Hi, just to update. Got a letter today from Merlin's solicitors saying as a gesture of goodwill and without prejudice (not admitting liability) they are offering a full refund!


----------



## baldyman27 (19 Mar 2009)

moneygrower said:


> Hi, just to update. Got a letter today from Merlin's solicitors saying as a gesture of goodwill and without prejudice (not admitting liability) they are offering a full refund!


 
Just read this thread and glad I did. Was going to go to Merlin for a van in the next few weeks but have changed my mind pretty quickly now. Well done for posting the problems and even though Merlin have agreed to a refund, the fact that they are only doing so 'as a gesture of goodwill' shows that they are engaging in sharp practices IMO. Hope someone from Merlin is following this thread and realsises how many potential customers they have lost.

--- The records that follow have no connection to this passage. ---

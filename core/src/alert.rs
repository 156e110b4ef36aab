//! Historical alert records and the read-only alert table.

use crate::{
    columns,
    error::{TuningError, TuningResult},
    loader::{cell, RawTable},
    types::{AlertId, Disposition},
};
use std::collections::{HashMap, HashSet};

// ── Alert record ─────────────────────────────────────────────────────────────

#[derive(Debug, Clone)]
pub struct AlertRecord {
    pub alert_id: Option<AlertId>,
    pub rule_id: String,
    pub population_group: String,
    pub tuning_decision: Disposition,
    pub alert_date: Option<String>,
    /// Every other column, raw text, keyed by header.
    fields: HashMap<String, String>,
}

impl AlertRecord {
    pub fn new(rule_id: &str, population_group: &str, tuning_decision: &str) -> Self {
        Self {
            alert_id: None,
            rule_id: rule_id.to_string(),
            population_group: population_group.to_string(),
            tuning_decision: Disposition::parse(tuning_decision),
            alert_date: None,
            fields: HashMap::new(),
        }
    }

    pub fn with_alert_id(mut self, alert_id: &str) -> Self {
        self.alert_id = non_blank(alert_id);
        self
    }

    pub fn with_alert_date(mut self, alert_date: &str) -> Self {
        self.alert_date = non_blank(alert_date);
        self
    }

    pub fn with_field(mut self, name: &str, value: &str) -> Self {
        self.fields.insert(name.to_string(), value.to_string());
        self
    }

    pub fn raw_field(&self, name: &str) -> Option<&str> {
        self.fields.get(name).map(String::as_str)
    }

    /// Numeric value of a parameter column; `None` when blank or not a number.
    pub fn numeric(&self, field: &str) -> Option<f64> {
        self.raw_field(field).and_then(coerce_numeric)
    }

    pub fn field_names(&self) -> impl Iterator<Item = &str> {
        self.fields.keys().map(String::as_str)
    }
}

/// Coerce a text cell to a finite number. Failures are absent, never zero.
pub fn coerce_numeric(raw: &str) -> Option<f64> {
    raw.trim()
        .parse::<f64>()
        .ok()
        .filter(|v| v.is_finite())
}

fn non_blank(raw: &str) -> Option<String> {
    let trimmed = raw.trim();
    if trimmed.is_empty() {
        None
    } else {
        Some(trimmed.to_string())
    }
}

// ── Parameter field lookup ───────────────────────────────────────────────────

/// A parameter column confirmed present in an alert table.
#[derive(Debug, Clone, Copy, PartialEq, Eq)]
pub struct ParameterField<'a> {
    name: &'a str,
}

impl<'a> ParameterField<'a> {
    pub fn name(&self) -> &'a str {
        self.name
    }
}

// ── Alert table ──────────────────────────────────────────────────────────────

#[derive(Debug, Clone, Default)]
pub struct AlertTable {
    columns: HashSet<String>,
    alerts: Vec<AlertRecord>,
}

impl AlertTable {
    /// Build a table from records; the column set is every field seen.
    pub fn new(alerts: Vec<AlertRecord>) -> Self {
        let mut columns: HashSet<String> = [
            columns::RULE_ID,
            columns::POPULATION_GROUP,
            columns::TUNING_DECISION,
            columns::ALERT_ID,
        ]
        .iter()
        .map(|c| c.to_string())
        .collect();
        for alert in &alerts {
            columns.extend(alert.field_names().map(str::to_string));
        }
        Self { columns, alerts }
    }

    /// A decisioned alert population: Rule ID, Population Group and
    /// Tuning Decision are required.
    pub fn from_raw(raw: &RawTable) -> TuningResult<Self> {
        raw.require_columns(&[
            columns::RULE_ID,
            columns::POPULATION_GROUP,
            columns::TUNING_DECISION,
        ])?;
        Ok(Self::collect(raw))
    }

    /// The BTL extracted population, which carries no decisions yet.
    /// A blank or absent Tuning Decision reads as `Disposition::Other("")`.
    pub fn from_extracted_raw(raw: &RawTable) -> TuningResult<Self> {
        raw.require_columns(&[columns::RULE_ID, columns::POPULATION_GROUP])?;
        Ok(Self::collect(raw))
    }

    fn collect(raw: &RawTable) -> Self {
        let key_columns = [
            columns::ALERT_ID,
            columns::RULE_ID,
            columns::POPULATION_GROUP,
            columns::TUNING_DECISION,
            columns::ALERT_DATE,
        ];

        let alerts = raw
            .rows
            .iter()
            .map(|row| {
                let fields = row
                    .iter()
                    .filter(|(k, _)| !key_columns.contains(&k.as_str()))
                    .map(|(k, v)| (k.clone(), v.clone()))
                    .collect();
                AlertRecord {
                    alert_id: non_blank(cell(row, columns::ALERT_ID)),
                    rule_id: cell(row, columns::RULE_ID).to_string(),
                    population_group: cell(row, columns::POPULATION_GROUP).to_string(),
                    tuning_decision: Disposition::parse(cell(row, columns::TUNING_DECISION)),
                    alert_date: non_blank(cell(row, columns::ALERT_DATE)),
                    fields,
                }
            })
            .collect();

        Self {
            columns: raw.columns.iter().cloned().collect(),
            alerts,
        }
    }

    pub fn alerts(&self) -> &[AlertRecord] {
        &self.alerts
    }

    pub fn len(&self) -> usize {
        self.alerts.len()
    }

    pub fn is_empty(&self) -> bool {
        self.alerts.is_empty()
    }

    pub fn has_column(&self, name: &str) -> bool {
        self.columns.contains(name)
    }

    /// Look up a parameter column by name.
    pub fn parameter_field<'a>(&self, name: &'a str) -> TuningResult<ParameterField<'a>> {
        if self.has_column(name) {
            Ok(ParameterField { name })
        } else {
            Err(TuningError::MissingField {
                field: name.to_string(),
            })
        }
    }
}

/// Number of distinct non-blank Alert IDs in a set.
pub fn distinct_alert_ids(alerts: &[&AlertRecord]) -> usize {
    alerts
        .iter()
        .filter_map(|a| a.alert_id.as_deref())
        .collect::<HashSet<_>>()
        .len()
}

Well done AAM.


----------



## iggy (19 Mar 2009)

Amazing coincidence, about 10 minutes ago I decided to log on to search for an update on this thread to see if you had any feedback.
Glad to hear that it is being sorted in the best possible way for you.
I have been at a few of the auctions just to get the hang of what goes on and am much more wary now anyway.
There seems to be lots of high mileage cars and I haven`t seen any _great _bargains considering the risk you take when buying at auction, most are moved on as unsold after not meeting the reserve price which in some cases is as high as a high street garage price anyway.


----------